Sanchez Katherine, Papelard Agathe, Nguyen Christelle, Jousse Marylène, Rannou François, Revel Michel, Poiraudeau Serge
AP-HP Service de Médecine Physique et Réadaptation, Hôpital Cochin, Institut Federatif de Recherche sur le Handicap (IFR 25), Université Paris Descartes, INSERM, Paris, France.
Spine (Phila Pa 1976). 2009 May 1;34(10):1052-9. doi: 10.1097/BRS.0b013e31819c093b.
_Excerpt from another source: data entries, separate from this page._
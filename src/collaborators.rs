//! External collaborators of the session layer
//!
//! Every remote or platform dependency sits behind one of these traits so the
//! session logic can run against the HTTP client, the directory-backed drive,
//! or in-memory fakes in tests.

use async_trait::async_trait;
use chrono::{DateTime, Utc};

use crate::error::{AuthError, BackendError, BoxError, StorageError};
use crate::models::{
    CloudWalletFolderMeta, CryptoAccount, LoginResult, Recipient, UserProfile, UserRecord,
    WalletFile,
};

/// Third-party OAuth sign-in
#[async_trait]
pub trait IdentityProvider: Send + Sync {
    async fn sign_in(&self) -> Result<LoginResult, AuthError>;

    async fn is_signed_in(&self) -> bool;

    /// Revoke the app's grant for the signed-in account
    async fn disconnect(&self) -> Result<(), AuthError>;

    async fn sign_out(&self) -> Result<(), AuthError>;
}

/// Remote API of the transfer service
#[async_trait]
pub trait RemoteApi: Send + Sync {
    /// Register the user, or fetch the existing record
    async fn register(
        &self,
        id_token: &str,
        profile: &UserProfile,
    ) -> Result<UserRecord, BackendError>;

    async fn get_recipients(&self, id_token: &str) -> Result<Vec<Recipient>, BackendError>;

    async fn add_recipient(
        &self,
        id_token: &str,
        recipient: &Recipient,
    ) -> Result<(), BackendError>;

    async fn remove_recipient(
        &self,
        id_token: &str,
        recipient: &Recipient,
    ) -> Result<(), BackendError>;

    async fn get_user_profile_by_email(&self, email: &str) -> Result<UserProfile, BackendError>;

    /// Drop every crypto account recorded for the user's cloud wallet
    async fn clear_cloud_wallet_accounts(&self, id_token: &str) -> Result<(), BackendError>;

    async fn get_crypto_accounts(&self, id_token: &str)
        -> Result<Vec<CryptoAccount>, BackendError>;

    async fn get_cloud_wallet_folder_meta(
        &self,
        id_token: &str,
    ) -> Result<CloudWalletFolderMeta, BackendError>;

    async fn get_user_register_time(&self, id_token: &str)
        -> Result<DateTime<Utc>, BackendError>;
}

/// User's cloud drive, holding at most one wallet file
#[async_trait]
pub trait CloudStorage: Send + Sync {
    async fn get_wallet(&self) -> Result<Option<WalletFile>, StorageError>;

    async fn delete_wallet(&self) -> Result<(), StorageError>;
}

/// Creates the cloud wallet for a freshly registered (or wallet-less) user
#[async_trait]
pub trait WalletProvisioner: Send + Sync {
    async fn create_cloud_wallet(&self, master_key: &str) -> Result<(), BoxError>;
}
STUDY DESIGN: A cross sectional survey. OBJECTIVE.: To assess patient priorities in disability and restriction in participation with disabling chronic low back pain (CLBP) by use of the McMaster-Toronto Arthritis Patient Preference Disability Questionnaire (MACTAR) and to compare this questionnaire with other outcome measures widely used in this situation. SUMMARY OF BACKGROUND DATA: Disability and participation restriction are widely assessed in CLBP but do not account for patient priorities. Knowing what is important to patients could be useful to help form treatment goals and plans. METHODS: A total of 150 patients hospitalized in a tertiary care teaching hospital for the management of CLBP were enrolled in the study. Evaluation was by the MACTAR, the Quebec Back Pain Disability Questionnaire (QUEBEC), the Hospital Anxiety and Depression scale, the Fear-Avoidance Beliefs Questionnaire, the Coping Strategies Questionnaire, and pain and handicap visual analog scales. Correlations between the MACTAR score and scores for other scales were analyzed by the Spearman coefficient. RESULTS: On the MACTAR, patients with CLBP cited as most important 3 disability domains classified by the International Classification of Functioning, Disability, and Health: mobility (n = 23 activities, 165 times, 33% of the patients); community, social, and civic life (n = 7 activities, 138 times, 27.6% of the patients); and domestic life (n = 10 activities, 123 times, 24.6% of the patients). Patients ranked first in importance 37 different activities, especially sport (n = 29 times; 19.3% of the patients), shopping (n = 14; 9.3% of the patients), and walking (n = 13; 8.7% of the patients). The MACTAR score was correlated moderately with visual analog scale handicap (r = 0.51), weakly with the QUEBEC score (r = 0.40), and not at all with Hospital Anxiety and Depression scale, Fear-Avoidance Beliefs Questionnaire, and Coping Strategies Questionnaire scores. CONCLUSION: For assessing priorities in disability and participation restriction among patients with CLBP, the MACTAR has acceptable construct validity. The weak correlation between QUEBEC and MACTAR scores suggests that the latter scale adds useful information for assessing the health priorities of disabled CLBP patients.
研究设计:横断面调查。目的:使用麦克马斯特 - 多伦多关节炎患者偏好残疾问卷(MACTAR)评估慢性下腰痛(CLBP)患者在残疾和参与受限方面的优先事项,并将该问卷与这种情况下广泛使用的其他结局指标进行比较。 背景数据总结:在CLBP中广泛评估残疾和参与受限情况,但未考虑患者的优先事项。了解对患者重要的事项可能有助于制定治疗目标和计划。 方法:共有150名在三级护理教学医院因CLBP治疗而住院的患者纳入研究。通过MACTAR、魁北克背痛残疾问卷(QUEBEC)、医院焦虑和抑郁量表、恐惧 - 回避信念问卷、应对策略问卷以及疼痛和残疾视觉模拟量表进行评估。通过斯皮尔曼系数分析MACTAR评分与其他量表评分之间的相关性。 结果:在MACTAR上,CLBP患者将国际功能、残疾和健康分类中列出的3个残疾领域列为最重要:活动能力(n = 23项活动,165次提及,占患者的33%);社区、社会和公民生活(n = 7项活动,138次提及,占患者的27.6%);以及家庭生活(n = 10项活动,123次提及,占患者的24.6%)。患者将37项不同活动列为最重要,尤其是运动(n = 29次提及;占患者的19.3%)、购物(n = 14次提及;占患者的9.3%)和步行(n = 13次提及;占患者的8.7%)。MACTAR评分与视觉模拟量表残疾评分中度相关(r = 0.51),与QUEBEC评分弱相关(r = 0.40),与医院焦虑和抑郁量表、恐惧 - 回避信念问卷以及应对策略问卷评分完全不相关。 结论:对于评估CLBP患者在残疾和参与受限方面的优先事项,MACTAR具有可接受的结构效度。QUEBEC和MACTAR评分之间的弱相关性表明,后一种量表为评估残疾CLBP患者的健康优先事项增添了有用信息。